Uma mundividência que leva as empresas a olharem para estas ferramentas com uma seriedade crescente. “Precisamos de uma pessoa para fazer a gestão diária e falta-nos essa parte para dar uma resposta e atenção constante. É algo que estamos a começar a trabalhar e que vamos decidir depois das férias se será necessário ter alguém em exclusivo a responder aos emails e pedidos que nos chegam”, adianta o administrador da têxtil Siena. “Todos os dias fazemos a nossa gestão. Já enviei catálogos, já respondi a questões, vamos mantendo o contacto”, salienta Carla Areal, que através do marketplace da Playtime tem contactado sobretudo clientes franceses.

No final de contas, o que importa aos empresários é abrir um novo canal de comunicação com os mercados externos, sobretudo perante um ambiente recheado de interrogações. “O mercado está estranho, isso nota-se, e esta é uma oportunidade muito grande de contactar diretamente os cliente e explicar o que melhor fazemos”, salienta Margarida Pinho, gestora na Condição Padrão.

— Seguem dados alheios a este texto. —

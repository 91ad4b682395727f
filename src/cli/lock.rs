use std::path::Path;

use reqlock::Snapshot;
use tracing::{info, instrument};

use super::{Project, terminal::Highlight};

#[derive(Debug, Default, clap::Parser)]
pub struct Lock {}

impl Lock {
    #[instrument(level = "debug", skip(self))]
    pub fn run(self, root: &Path) -> anyhow::Result<()> {
        let project = Project::open(root)?;
        let graph = project.load()?;

        let unchanged = project
            .read_lock()?
            .is_some_and(|previous| previous.is_up_to_date(&graph));

        if unchanged {
            info!("lock file is unchanged");
            println!("{}", "Lock file is up to date.".done());
            return Ok(());
        }

        project.write_lock(&Snapshot::from_graph(&graph))?;
        println!(
            "Locked {} requirements in {}.",
            graph.len().to_string().done(),
            project.config.lockfile()
        );

        Ok(())
    }
}
//! Pilot Core - Core types and utilities for the Pilot movement controller
//!
//! This crate provides the foundational types used throughout the workspace:
//! - Mathematical primitives (re-exported from glam)
//! - Horizontal-plane helpers shared by the integrator and the collision layer
//! - Fixed timestep clock for driving physics ticks

pub mod math;
pub mod time;

pub use glam::{Vec2, Vec3};
pub use math::{horizontal, horizontal_speed, speed_kmh, with_horizontal};
pub use time::{GameTime, TimeConfig, TimeError};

“Vamos continuar a participar, definitivamente, porque isto é o futuro. Mas os Markeplaces precisam de fornecer um report mais completo aos expositores, nós estamos presentes mas não conseguimos saber o que estamos a fazer bem e o que poderíamos estar a fazer melhor, parece que tudo é controlado por algoritmos e não nos dão informações suficientes”, comenta Alexandra Pereira.

Para o  administrador da Siena também não há dúvidas. “Faz sentido apostar cada vez mais nestas plataformas. Mesmo sem pensar na pandemia, o nosso objetivo é sempre estar junto dos clientes, seja qual for o meio. E esta é uma nova forma de criar essa proximidade”.